Date: Saturday, November 16, 2024

Title: SpA Including PsA – Diagnosis, Manifestations, & Outcomes Poster I

Session Type: Poster Session A

Session Time: 10:30AM-12:30PM

Background/Purpose: Diagnostic delay (DD) in spondyloarthritis (SpA) is well documented, but most of the available data are reported in patients with axial SpA (axSpA). In this ancillary analysis from the international ASAS-PerSpA study, we aimed to estimate the DD across all SpA entities, considering the inaugural disease manifestation, and evaluate the factors associated with DD.

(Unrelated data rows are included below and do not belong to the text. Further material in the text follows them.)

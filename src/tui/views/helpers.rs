//! Common helper functions for view rendering
//!
//! This module provides reusable functions to reduce duplication across views.

use crate::tui::theme::Theme;
use ratatui::{
    Frame,
    layout::{Constraint, Direction, Layout, Rect},
    style::Style,
    text::Line,
    widgets::{Block, Borders, Paragraph},
};

/// Update scroll offset based on the cursor row and visible area
///
/// Keeps the cursor row visible with a buffer zone above and below.
pub fn update_scroll_offset(
    cursor: usize,
    visible_height: usize,
    scroll_offset: &mut usize,
    scroll_buffer: usize,
) {
    if cursor >= *scroll_offset + visible_height.saturating_sub(scroll_buffer) {
        *scroll_offset = cursor.saturating_sub(visible_height.saturating_sub(scroll_buffer + 1));
    }
    if cursor < *scroll_offset + scroll_buffer {
        *scroll_offset = cursor.saturating_sub(scroll_buffer);
    }
}

/// Render a loading state message
pub fn render_loading_state(f: &mut Frame, area: Rect, title: &str, message: &str, theme: &Theme) {
    let text = vec![
        Line::from(message),
        Line::from(""),
        Line::from("Please wait..."),
    ];
    let paragraph = Paragraph::new(text)
        .block(create_themed_block(title, theme))
        .style(Style::default().fg(theme.text_secondary));
    f.render_widget(paragraph, area);
}

/// Render an empty state message
pub fn render_empty_state(
    f: &mut Frame,
    area: Rect,
    title: &str,
    message: &str,
    instructions: &str,
    theme: &Theme,
) {
    let text = vec![
        Line::from(message),
        Line::from(""),
        Line::from(instructions),
    ];
    let paragraph = Paragraph::new(text)
        .block(create_themed_block(title, theme))
        .style(Style::default().fg(theme.text_secondary));
    f.render_widget(paragraph, area);
}

/// Truncate a message to a maximum number of characters
///
/// If the message exceeds max_len, truncates and adds "...".
pub fn truncate_message(message: &str, max_len: usize) -> String {
    if message.chars().count() > max_len {
        let kept: String = message.chars().take(max_len.saturating_sub(3)).collect();
        format!("{}...", kept)
    } else {
        message.to_string()
    }
}

/// Create a block with title and borders using theme
pub fn create_themed_block<'a>(title: &'a str, theme: &Theme) -> Block<'a> {
    Block::default()
        .title(title)
        .borders(Borders::ALL)
        .border_style(Style::default().fg(theme.text_label))
}

/// A rectangle of `percent_x` width and fixed `height`, centered in `area`
pub fn centered_rect(percent_x: u16, height: u16, area: Rect) -> Rect {
    let height = height.min(area.height);
    let vertical = Layout::default()
        .direction(Direction::Vertical)
        .constraints([
            Constraint::Length((area.height - height) / 2),
            Constraint::Length(height),
            Constraint::Min(0),
        ])
        .split(area);
    Layout::default()
        .direction(Direction::Horizontal)
        .constraints([
            Constraint::Percentage((100 - percent_x.min(100)) / 2),
            Constraint::Percentage(percent_x.min(100)),
            Constraint::Min(0),
        ])
        .split(vertical[1])[1]
}
//! Modal dialogs
//!
//! A view shows at most one modal at a time. [`DialogSequencer`] owns that
//! invariant; the individual dialogs own their form, their in-flight call and
//! their inline error, and report back through a close outcome that tells the
//! parent whether anything changed on the backend.

pub mod form;
pub mod install;
pub mod repo_form;
pub mod used_values;

pub use form::{FieldError, Form};
pub use install::{InstallDialog, ValuesSource};
pub use repo_form::{RepoDialog, RepoDialogMode};
pub use used_values::UsedValuesDialog;

use std::fmt::Debug;

/// How a dialog finished
#[derive(Debug, Clone, Copy, PartialEq, Eq)]
pub enum DialogOutcome {
    /// Closed without touching the backend
    Cancelled,
    /// Closed after a successful remote mutation
    Mutated,
}

impl DialogOutcome {
    pub fn did_mutate(self) -> bool {
        matches!(self, DialogOutcome::Mutated)
    }
}

/// Mutually exclusive modal visibility for one view
#[derive(Debug)]
pub struct DialogSequencer<D> {
    visible: Option<D>,
}

impl<D> Default for DialogSequencer<D> {
    fn default() -> Self {
        Self { visible: None }
    }
}

impl<D: Copy + PartialEq + Debug> DialogSequencer<D> {
    pub fn new() -> Self {
        Self::default()
    }

    pub fn visible(&self) -> Option<D> {
        self.visible
    }

    pub fn is_open(&self, dialog: D) -> bool {
        self.visible == Some(dialog)
    }

    pub fn is_any_open(&self) -> bool {
        self.visible.is_some()
    }

    /// Show `dialog`; refused while another modal is up
    pub fn open(&mut self, dialog: D) -> bool {
        if let Some(current) = self.visible {
            tracing::debug!("Not opening {:?}: {:?} is already visible", dialog, current);
            return false;
        }
        tracing::debug!("Opening dialog {:?}", dialog);
        self.visible = Some(dialog);
        true
    }

    /// Hide the visible modal; returns whether the owner must reload
    pub fn close(&mut self, did_mutate: bool) -> bool {
        match self.visible.take() {
            Some(dialog) => {
                tracing::debug!("Closing dialog {:?} (mutated: {})", dialog, did_mutate);
                did_mutate
            }
            None => false,
        }
    }
}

Methods: This is an ancillary analysis of the ASAS-PerSpA study, based on 4,339 patients diagnosed by their rheumatologists with any SpA entity (axSpA, peripheral SpA (pSpA), inflammatory bowel diseases associated SpA (IBD-SpA), reactive arthritis (ReA), Juvenile SpA (Juv) also including psoriatic arthritis (PsA). The first disease manifestation was identified across SpA entities and classified as axial, peripheral (arthritis, enthesitis, or dactylitis), and extra-musculoskeletal (EMM). In addition, the time lag between EMM and musculoskeletal manifestation (MM) was calculated. The DD was estimated using two definitions (definition 1, including the EMM as an accepted inaugural manifestation, and definition 2, considering the first MM as the onset of the rheumatic disease). DD was compared across disease entities using the Kruskal-Wallis test. Factors associated with DD, using definition 2, were evaluated using 4 multivariable linear regression models (axSpA, PsA, pSpA, and IBD-SpA, respectively).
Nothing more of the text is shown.